+++ EXCERPTED RECORDS
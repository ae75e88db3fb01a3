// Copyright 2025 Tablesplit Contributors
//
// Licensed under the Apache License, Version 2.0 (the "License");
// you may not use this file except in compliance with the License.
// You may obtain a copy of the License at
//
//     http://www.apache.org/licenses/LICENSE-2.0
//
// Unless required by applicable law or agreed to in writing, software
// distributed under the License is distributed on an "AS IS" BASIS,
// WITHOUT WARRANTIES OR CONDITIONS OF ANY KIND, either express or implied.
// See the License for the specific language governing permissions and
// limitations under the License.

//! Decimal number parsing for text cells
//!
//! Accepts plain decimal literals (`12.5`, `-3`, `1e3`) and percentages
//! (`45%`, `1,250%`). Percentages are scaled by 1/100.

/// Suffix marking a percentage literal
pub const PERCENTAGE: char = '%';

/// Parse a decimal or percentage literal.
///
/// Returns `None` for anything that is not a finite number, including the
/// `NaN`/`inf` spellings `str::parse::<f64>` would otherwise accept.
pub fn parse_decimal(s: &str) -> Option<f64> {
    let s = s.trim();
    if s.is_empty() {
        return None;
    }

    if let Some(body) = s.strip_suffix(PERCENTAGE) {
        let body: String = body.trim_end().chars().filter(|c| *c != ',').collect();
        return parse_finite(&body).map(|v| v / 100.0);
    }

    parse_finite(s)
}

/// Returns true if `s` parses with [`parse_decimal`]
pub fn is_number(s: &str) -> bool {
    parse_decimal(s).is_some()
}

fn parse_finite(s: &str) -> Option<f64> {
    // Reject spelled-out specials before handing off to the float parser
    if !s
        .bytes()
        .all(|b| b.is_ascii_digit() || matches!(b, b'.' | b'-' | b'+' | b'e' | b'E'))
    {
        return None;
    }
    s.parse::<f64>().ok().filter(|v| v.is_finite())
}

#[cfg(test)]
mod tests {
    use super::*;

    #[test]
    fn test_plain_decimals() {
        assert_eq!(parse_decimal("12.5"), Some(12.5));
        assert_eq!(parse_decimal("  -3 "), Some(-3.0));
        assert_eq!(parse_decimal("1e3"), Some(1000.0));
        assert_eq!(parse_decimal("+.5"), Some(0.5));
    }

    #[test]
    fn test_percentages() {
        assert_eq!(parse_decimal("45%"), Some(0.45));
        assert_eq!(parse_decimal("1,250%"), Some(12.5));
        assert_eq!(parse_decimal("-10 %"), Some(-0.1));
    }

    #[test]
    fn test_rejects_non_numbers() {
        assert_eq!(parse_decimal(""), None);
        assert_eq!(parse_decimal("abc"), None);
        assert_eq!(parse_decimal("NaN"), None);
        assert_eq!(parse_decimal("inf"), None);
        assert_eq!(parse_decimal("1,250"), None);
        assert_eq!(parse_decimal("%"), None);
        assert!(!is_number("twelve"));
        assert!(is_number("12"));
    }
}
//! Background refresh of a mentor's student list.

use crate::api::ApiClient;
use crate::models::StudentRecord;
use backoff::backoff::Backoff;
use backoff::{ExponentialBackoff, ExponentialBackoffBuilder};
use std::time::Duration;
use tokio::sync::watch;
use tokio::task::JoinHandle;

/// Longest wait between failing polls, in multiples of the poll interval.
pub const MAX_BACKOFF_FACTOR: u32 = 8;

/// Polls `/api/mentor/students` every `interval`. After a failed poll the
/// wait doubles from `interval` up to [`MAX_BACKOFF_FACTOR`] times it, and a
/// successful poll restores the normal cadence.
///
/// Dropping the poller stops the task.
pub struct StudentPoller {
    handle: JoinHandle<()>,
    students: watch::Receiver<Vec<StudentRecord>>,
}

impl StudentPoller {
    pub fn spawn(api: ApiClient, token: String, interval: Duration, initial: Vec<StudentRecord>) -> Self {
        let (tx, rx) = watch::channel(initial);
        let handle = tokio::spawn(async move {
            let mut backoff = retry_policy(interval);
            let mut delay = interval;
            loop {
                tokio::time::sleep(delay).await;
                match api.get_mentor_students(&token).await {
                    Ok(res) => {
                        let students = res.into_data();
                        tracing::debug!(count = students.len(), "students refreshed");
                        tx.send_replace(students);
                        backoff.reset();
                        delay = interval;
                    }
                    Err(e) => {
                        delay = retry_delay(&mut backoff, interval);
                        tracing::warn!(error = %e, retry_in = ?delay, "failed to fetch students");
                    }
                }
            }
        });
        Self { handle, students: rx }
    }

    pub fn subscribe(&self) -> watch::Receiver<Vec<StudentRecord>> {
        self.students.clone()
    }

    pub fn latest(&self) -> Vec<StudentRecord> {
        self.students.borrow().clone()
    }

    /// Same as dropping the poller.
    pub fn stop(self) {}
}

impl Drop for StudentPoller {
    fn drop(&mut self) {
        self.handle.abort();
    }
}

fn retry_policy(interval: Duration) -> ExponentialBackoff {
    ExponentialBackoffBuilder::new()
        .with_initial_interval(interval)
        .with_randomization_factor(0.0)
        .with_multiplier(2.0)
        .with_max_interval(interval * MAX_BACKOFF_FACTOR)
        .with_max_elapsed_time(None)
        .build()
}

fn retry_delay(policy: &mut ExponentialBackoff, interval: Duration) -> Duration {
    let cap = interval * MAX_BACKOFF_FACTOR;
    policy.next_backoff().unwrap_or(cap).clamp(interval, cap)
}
++++++
For this exercise, output exactly the lines above from the line with "would otherwise accept." to the line with "use super::*;", counting both, and leave out the rest.

[REPLY TO THE EXERCISE]
/// `NaN`/`inf` spellings `str::parse::<f64>` would otherwise accept.
pub fn parse_decimal(s: &str) -> Option<f64> {
    let s = s.trim();
    if s.is_empty() {
        return None;
    }

    if let Some(body) = s.strip_suffix(PERCENTAGE) {
        let body: String = body.trim_end().chars().filter(|c| *c != ',').collect();
        return parse_finite(&body).map(|v| v / 100.0);
    }

    parse_finite(s)
}

/// Returns true if `s` parses with [`parse_decimal`]
pub fn is_number(s: &str) -> bool {
    parse_decimal(s).is_some()
}

fn parse_finite(s: &str) -> Option<f64> {
    // Reject spelled-out specials before handing off to the float parser
    if !s
        .bytes()
        .all(|b| b.is_ascii_digit() || matches!(b, b'.' | b'-' | b'+' | b'e' | b'E'))
    {
        return None;
    }
    s.parse::<f64>().ok().filter(|v| v.is_finite())
}

#[cfg(test)]
mod tests {
    use super::*;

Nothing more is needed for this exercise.